Ukraine, The U.S., and The Deep Test For Freedom

Western leaders are working hard to keep Putin’s gas cutoffs from undermining their countries’ resolve against his war on Ukraine.  Their focus has been on assuring energy supply  – via price caps, LNG stock-ups, and conservation campaigns.  The fear is that populist politics in France, Italy, even at a muted level in the U.S. where some Republicans call for “better oversight” of aid, will cut support for Ukraine.

Affordable heat and electricity through the winter are extremely important.  But leaders seem to believe that allaying their constituents’ economic fears is necessary to maintain their commitments to Ukraine.  If it is necessary, do the people really share the leaders’ commitment? 

What is it that the people are asked to care about?  The Estonian defense minister says “it’s not Ukraine-Russia war, it’s the war of the free world and the rule-based world against the aggressor.”  But what exactly requires ordinary folk to suffer the cold and high prices?  Ukraine’s democracy?  Ukraine is freer that Russia, but their democracy was questionable before Putin’s 2014 incursions.  Peace?  On whose terms and at what cost?  A rules-based world order?  What rules and whose order?  If the answer is not clear, would price caps and LNG shipments keep the West aligned behind Ukraine?  Should they?

For Americans, what is at stake is credibility, that free people will use their freedom in ways that show they value it and are capable of preserving it.  This nation exists as an experiment, testing whether its founding, on premises of individual rights and government dedicated to them, will endure.  Does spending hundreds of billions on arms for Ukraine and aid for Europe serve our deep stake?  If so, we must know how.  Regular citizens need a meaningful clarity, beyond catch phrases like “democracy” or “rules-based order,” which we suspect that the elites mouth but do not really understand.  Policy by insular elites could lead us into war without popular conviction or, if we pull back, could portray us as callous to other peoples’ freedom.  Either could undermine the moral viability of a nation of rights.  And if we do see the connection, we should understand how much further we might or might not go.

The connection between the Ukraine war and our founding creed starts with the premise that force is illegitimate as a tool to secure interests of any kind.  In international relations, the world has, since 1945, seen very few unilateral cross-border invasions launched simply to take what the aggressor wants.  Such us of armed force had been a universal norm right up until World War II.  Since then almost all wars have been civil wars, have been started in response to discernable threats or fears of aggression, have involved populations that straddled borders, or have been limited to specific objectives reflecting recognized political disputes.  The biggest prior violator of the new norm, Saddam Hussein, was repelled in his attack on Kuwait, by a broad global coalition, and eventually eliminated.  Putin’s attack on Ukraine qualifies as just such an aggression, and cannot be allowed any degree of success.

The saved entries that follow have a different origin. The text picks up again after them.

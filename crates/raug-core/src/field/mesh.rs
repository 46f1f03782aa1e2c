//! Coordinate mesh construction.
//!
//! Builds identity index grids and zero-centered coordinate meshes for a
//! patch shape. Meshes are laid out as `[N, rank]` row-vector batches
//! (one coordinate tuple per spatial location, axes in array order) so
//! rotation and scaling apply as batched matrix/elementwise products.

use burn::tensor::backend::Backend;
use burn::tensor::{Int, Shape, Tensor, TensorData};

/// Identity index grid for a 3D patch as `[N, 3]` rows `(i0, i1, i2)`,
/// locations enumerated in array order (axis 0 slowest).
pub fn identity_grid_3d<B: Backend>(shape: [usize; 3], device: &B::Device) -> Tensor<B, 2> {
    let [d, h, w] = shape;

    let z_range = Tensor::<B, 1, Int>::arange(0..d as i64, device);
    let y_range = Tensor::<B, 1, Int>::arange(0..h as i64, device);
    let x_range = Tensor::<B, 1, Int>::arange(0..w as i64, device);

    let z_grid = z_range.reshape([d, 1, 1]).repeat(&[1, h, w]).reshape([d * h * w]);
    let y_grid = y_range.reshape([1, h, 1]).repeat(&[d, 1, w]).reshape([d * h * w]);
    let x_grid = x_range.reshape([1, 1, w]).repeat(&[d, h, 1]).reshape([d * h * w]);

    let z_grid = z_grid.float();
    let y_grid = y_grid.float();
    let x_grid = x_grid.float();

    Tensor::cat(
        vec![
            z_grid.unsqueeze_dim(1),
            y_grid.unsqueeze_dim(1),
            x_grid.unsqueeze_dim(1),
        ],
        1,
    )
}

/// Identity index grid for a 2D patch as `[N, 2]` rows `(i0, i1)`.
pub fn identity_grid_2d<B: Backend>(shape: [usize; 2], device: &B::Device) -> Tensor<B, 2> {
    let [h, w] = shape;

    let y_range = Tensor::<B, 1, Int>::arange(0..h as i64, device);
    let x_range = Tensor::<B, 1, Int>::arange(0..w as i64, device);

    let y_grid = y_range.reshape([h, 1]).repeat(&[1, w]).reshape([h * w]);
    let x_grid = x_range.reshape([1, w]).repeat(&[h, 1]).reshape([h * w]);

    let y_grid = y_grid.float();
    let x_grid = x_grid.float();

    Tensor::cat(vec![y_grid.unsqueeze_dim(1), x_grid.unsqueeze_dim(1)], 1)
}

/// Zero-centered coordinate mesh for a 3D patch: along axis `d` the value
/// at index `i` is `i - (shape[d]-1)/2`.
pub fn zero_centered_mesh_3d<B: Backend>(shape: [usize; 3], device: &B::Device) -> Tensor<B, 2> {
    let offsets: Vec<f32> = shape.iter().map(|s| (*s as f32 - 1.0) / 2.0).collect();
    let offsets =
        Tensor::<B, 1>::from_data(TensorData::new(offsets, Shape::new([3])), device).reshape([1, 3]);
    identity_grid_3d::<B>(shape, device) - offsets
}

/// Zero-centered coordinate mesh for a 2D patch.
pub fn zero_centered_mesh_2d<B: Backend>(shape: [usize; 2], device: &B::Device) -> Tensor<B, 2> {
    let offsets: Vec<f32> = shape.iter().map(|s| (*s as f32 - 1.0) / 2.0).collect();
    let offsets =
        Tensor::<B, 1>::from_data(TensorData::new(offsets, Shape::new([2])), device).reshape([1, 2]);
    identity_grid_2d::<B>(shape, device) - offsets
}

/// Repack `[N, 3]` coordinate rows into a field tensor `[1, 3, D, H, W]`.
pub(crate) fn pack_field_3d<B: Backend>(coords: Tensor<B, 2>, shape: [usize; 3]) -> Tensor<B, 5> {
    let [d, h, w] = shape;
    coords.transpose().reshape([1, 3, d, h, w])
}

/// Repack `[N, 2]` coordinate rows into a field tensor `[1, 2, H, W]`.
pub(crate) fn pack_field_2d<B: Backend>(coords: Tensor<B, 2>, shape: [usize; 2]) -> Tensor<B, 4> {
    let [h, w] = shape;
    coords.transpose().reshape([1, 2, h, w])
}

/// Identity absolute coordinate field `[1, 3, D, H, W]`: the field value
/// at spatial location `p` is `p` itself.
pub fn identity_field_3d<B: Backend>(shape: [usize; 3], device: &B::Device) -> Tensor<B, 5> {
    pack_field_3d(identity_grid_3d::<B>(shape, device), shape)
}

/// Identity absolute coordinate field `[1, 2, H, W]`.
pub fn identity_field_2d<B: Backend>(shape: [usize; 2], device: &B::Device) -> Tensor<B, 4> {
    pack_field_2d(identity_grid_2d::<B>(shape, device), shape)
}
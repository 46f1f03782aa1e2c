//! Coordinate field construction: meshes, rotations and the random
//! field generator.

pub mod generator;
pub mod mesh;
pub mod rotation;

pub use generator::{CoordinateFieldGenerator, SpatialParams};
pub use mesh::{
    identity_field_2d, identity_field_3d, identity_grid_2d, identity_grid_3d,
    zero_centered_mesh_2d, zero_centered_mesh_3d,
};
pub use rotation::{euler_rotation_3d, planar_rotation_2d};
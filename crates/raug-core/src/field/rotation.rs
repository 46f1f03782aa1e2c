//! Rotation matrix construction for coordinate meshes.
//!
//! Elementary rotations follow the standard right-handed convention and
//! compose in the fixed order `R = Rx * Ry * Rz`. Meshes hold coordinate
//! tuples as row vectors, so the rotation applies as `v' = v * R` via a
//! single batched matmul.

use burn::tensor::backend::Backend;
use burn::tensor::{Shape, Tensor, TensorData};
use nalgebra::SMatrix;

/// Composed 3D rotation matrix `Rx(angle_x) * Ry(angle_y) * Rz(angle_z)`.
///
/// `Rx` rotates the plane spanned by axes 1 and 2, `Ry` the plane of axes
/// 0 and 2, `Rz` the plane of axes 0 and 1. The composition order is part
/// of the generator's contract and must not be reordered.
pub fn euler_rotation_3d(angle_x: f64, angle_y: f64, angle_z: f64) -> SMatrix<f64, 3, 3> {
    let (sx, cx) = angle_x.sin_cos();
    let (sy, cy) = angle_y.sin_cos();
    let (sz, cz) = angle_z.sin_cos();

    let rx = SMatrix::<f64, 3, 3>::new(
        1.0, 0.0, 0.0, //
        0.0, cx, -sx, //
        0.0, sx, cx,
    );
    let ry = SMatrix::<f64, 3, 3>::new(
        cy, 0.0, sy, //
        0.0, 1.0, 0.0, //
        -sy, 0.0, cy,
    );
    let rz = SMatrix::<f64, 3, 3>::new(
        cz, -sz, 0.0, //
        sz, cz, 0.0, //
        0.0, 0.0, 1.0,
    );

    rx * ry * rz
}

/// Planar rotation matrix for 2D meshes.
pub fn planar_rotation_2d(angle: f64) -> SMatrix<f64, 2, 2> {
    let (s, c) = angle.sin_cos();
    SMatrix::<f64, 2, 2>::new(
        c, -s, //
        s, c,
    )
}

/// Upload a fixed-size rotation matrix as a `[D, D]` tensor, row-major.
pub(crate) fn matrix_to_tensor<B: Backend, const D: usize>(
    matrix: &SMatrix<f64, D, D>,
    device: &B::Device,
) -> Tensor<B, 2> {
    let mut data = Vec::with_capacity(D * D);
    for r in 0..D {
        for c in 0..D {
            data.push(matrix[(r, c)] as f32);
        }
    }
    Tensor::from_data(TensorData::new(data, Shape::new([D, D])), device)
}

This deep premise is our basic reason to support Ukraine.  And we should not confuse it with supporting “democracy,” which is still relatively new and not fully complete in Ukraine.  Still, Putin’s intention to impose his dictatorship on a country growing in its democracy means that anyone who values rights and freedom either supports Ukraine, or only supports rights and freedom conditionally, when it’s convenient.  This does not necessarily mean that we must go to war with Russia, but it might – how do we draw lines?  We are probably obligated to go to war with China over Taiwan – in contrast to Ukraine Taiwan has had full-fledged democracy for many years, and has been an actual ally.  But support for Ukraine, in some strong form, is necessary.  Supporting Ukraine also calls us to untangle other issues.  Should we be begging Saudi Arabia’s ever-more oppressive MBS to help us hedge against Russian energy restrictions?  Exactly what measures of support we give will require thought and calculation.  But we must not let convenience, comfort, or unclarity obscure our moral purpose.

Finally, we cannot know if any given policy will succeed.  The possibility of failure and possibly dire consequences means that we need to act for our best motives, clearly and steadily by our deepest values.  If we fail we must know that we gave our best efforts, for our highest motives.  Failure, then, would show free people’s dedication to freedom.  Success, on the other hand, shows free people validating the concept of freedom that they enjoy, shows that free societies can maintain themselves, and proves that the unalienable rights are a true quality of human nature.